Defiance College, chartered in 1850, is an independent, liberal arts institution in Northwest Ohio offering more than 40 undergraduate programs of study as well as graduate programs in education and business. Defiance College has received national recognition for its educational experience of service and engagement. The college website is www.defiance.edu.
Keynote speaker Adam Renner, associate professor of education at Bellarmine University in Louisville, KY, will present on Wednesday, April 7, at 7:30 p.m. in Schomburg Auditorium. Renner has a Ph.D. in cultural studies from the University of Tennessee and focuses his research on issues of pedagogy, social difference, and service learning. He will clarify the necessary long term (and feasible) work ahead for future educators.

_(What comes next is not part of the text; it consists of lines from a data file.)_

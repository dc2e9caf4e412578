use {
    super::*,
    chrono::NaiveDate,
    std::fs,
    tempfile::tempdir,
};

fn at(h: u32, m: u32, s: u32) -> NaiveDateTime {
    NaiveDate::from_ymd_opt(2024, 5, 1)
        .and_then(|d| d.and_hms_opt(h, m, s))
        .unwrap()
}

mod record_tests {
    use super::*;

    #[test]
    fn formats_each_value_exactly() {
        let record = HistoryRecord {
            timestamp: at(12, 0, 0),
            values: vec![12.5, 3.0, 100.0, 0.0, 30.26],
        };
        assert_eq!(
            record.to_string(),
            "2024-05-01 12:00:00,12.5,3.0,100.0,0.0,30.26"
        );
    }

    #[test]
    fn parses_a_line() {
        let record = "2024-05-01 09:30:05,12.5,3\n".parse::<HistoryRecord>().unwrap();
        assert_eq!(record.timestamp, at(9, 30, 5));
        assert_eq!(record.values, vec![12.5, 3.0]);
    }

    #[test]
    fn bad_timestamp() {
        let err = "yesterday,1.0".parse::<HistoryRecord>().unwrap_err();
        assert!(matches!(err, RecordParseError::Timestamp(_)));
    }

    #[test]
    fn bad_value() {
        let err = "2024-05-01 09:30:05,1.0,lots"
            .parse::<HistoryRecord>()
            .unwrap_err();
        assert!(matches!(err, RecordParseError::Value(_)));
    }

    #[test]
    fn trailing_comma_is_rejected() {
        let err = "2024-05-01 09:30:05,1.0,".parse::<HistoryRecord>().unwrap_err();
        assert!(matches!(err, RecordParseError::Value(_)));
    }

    #[test]
    fn no_values() {
        let err = "2024-05-01 09:30:05".parse::<HistoryRecord>().unwrap_err();
        assert_eq!(err, RecordParseError::NoValues);
    }
}

mod writer_tests {
    use super::*;

    #[test]
    fn creates_the_file() {
        let dir = tempdir().unwrap();
        let path = dir.path().join("cpu_history.txt");
        assert!(!path.exists());

        let writer = HistoryWriter::open(&path).unwrap();
        assert!(path.exists());
        assert_eq!(writer.path(), path.as_path());
    }

    #[test]
    fn appends_one_line_per_write() {
        let dir = tempdir().unwrap();
        let path = dir.path().join("cpu_history.txt");

        let mut writer = HistoryWriter::open(&path).unwrap();
        writer.write(at(12, 0, 0), &[10.0, 20.0]).unwrap();
        writer.write(at(12, 0, 1), &[30.26, 40.0]).unwrap();

        let contents = fs::read_to_string(&path).unwrap();
        assert_eq!(
            contents,
            "2024-05-01 12:00:00,10.0,20.0\n2024-05-01 12:00:01,30.26,40.0\n"
        );
    }

    #[test]
    fn never_truncates_existing_history() {
        let dir = tempdir().unwrap();
        let path = dir.path().join("cpu_history.txt");
        fs::write(&path, "2024-04-30 23:59:59,1.0\n").unwrap();

        let mut writer = HistoryWriter::open(&path).unwrap();
        writer.write(at(0, 0, 0), &[2.0]).unwrap();
        drop(writer);

        let mut writer = HistoryWriter::open(&path).unwrap();
        writer.write(at(0, 0, 1), &[3.0]).unwrap();

        let records = fs::read_to_string(&path)
            .unwrap()
            .lines()
            .map(str::parse::<HistoryRecord>)
            .collect::<Result<Vec<_>, _>>()
            .unwrap();
        let values = records.iter().map(|r| r.values[0]).collect::<Vec<_>>();
        assert_eq!(values, vec![1.0, 2.0, 3.0]);
    }

    #[test]
    fn writes_are_readable_back() {
        let dir = tempdir().unwrap();
        let path = dir.path().join("cpu_history.txt");
        let mut writer = HistoryWriter::open(&path).unwrap();

        let observations = [vec![0.0, 99.9, 100.0], vec![12.34, 0.05, 78.9]];
        for (s, values) in observations.iter().enumerate() {
            writer.write(at(8, 0, s as u32), values).unwrap();
        }

        let contents = fs::read_to_string(&path).unwrap();
        for (line, expected) in contents.lines().zip(&observations) {
            let record = line.parse::<HistoryRecord>().unwrap();
            assert_eq!(&record.values, expected);
        }
        assert_eq!(contents.lines().count(), observations.len());
    }

    #[test]
    fn missing_directory_fails_to_open() {
        let dir = tempdir().unwrap();
        let path = dir.path().join("missing").join("cpu_history.txt");
        let err = HistoryWriter::open(&path).unwrap_err();
        assert!(err.to_string().contains("cpu_history.txt"));
    }
}

mod mock_tests {
    use super::*;

    #[test]
    fn fails_only_on_the_requested_write() {
        let mut history = MockHistory::default().fail_on(1);
        assert!(history.write(at(0, 0, 0), &[1.0]).is_ok());
        assert!(history.write(at(0, 0, 1), &[2.0]).is_err());
        assert!(history.write(at(0, 0, 2), &[3.0]).is_ok());

        let values = history
            .records()
            .iter()
            .map(|r| r.values.clone())
            .collect::<Vec<_>>();
        assert_eq!(values, vec![vec![1.0], vec![3.0]]);
    }
}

Renner has done research and long-term service with schools and social service agencies in Jamaica, Mexico and Canada. He has also been published in Educational Studies, EcoJustice Review, Rethinking Schools, the Rouge Forum, the High School Journal, the Kentucky Journal of Excellence, the International Journal of Learning, and the Journal of Curriculum Theorizing.
Invited speaker Patrick Carr, associate professor of sociology at Rutgers, will speak on Thursday, April 8, at 2 p.m. in Schomburg Auditorium. Carr co-authored the book, Hollowing Out the Middle: The Rural Brain Drain and What it Means for America, with his partner Maria Kefala.
Carr and Kefala spent a year living in "Ellis," a small town in northeastern Iowa, conducting ethnographic research on the residents and the young adults who moved away. Through in-depth interviews Carr and Kefala identified four categories of residents: the working-class “stayers,” the college-bound “achievers,” the military-bound “seekers,” and the “returners." Evidence gathered by Carr and Kefala indicate that the town's decline can be attributed to its own well meaning residents. Parents, teachers/coaches, and clergy encouraged the "best and brightest" to leave and subsequently did not support the social and civic development of the "stayers." Carr will argue that the decline and continual loss of small Midwestern towns has already had and will continue to have a major detrimental impact on the economic health of the United States. Carr will discuss solutions for small towns to retain, attract, and develop a creative and entrepreneurial mindset that will re-position rural America for the global economy.
Both presentations are free and open to the public. For more information about the symposium, go to www.defiance.edu/pages/MS_speakers_symposia.html.
Defiance College’s McMaster School for Advancing Humanity is the sponsor of the McMaster Symposium.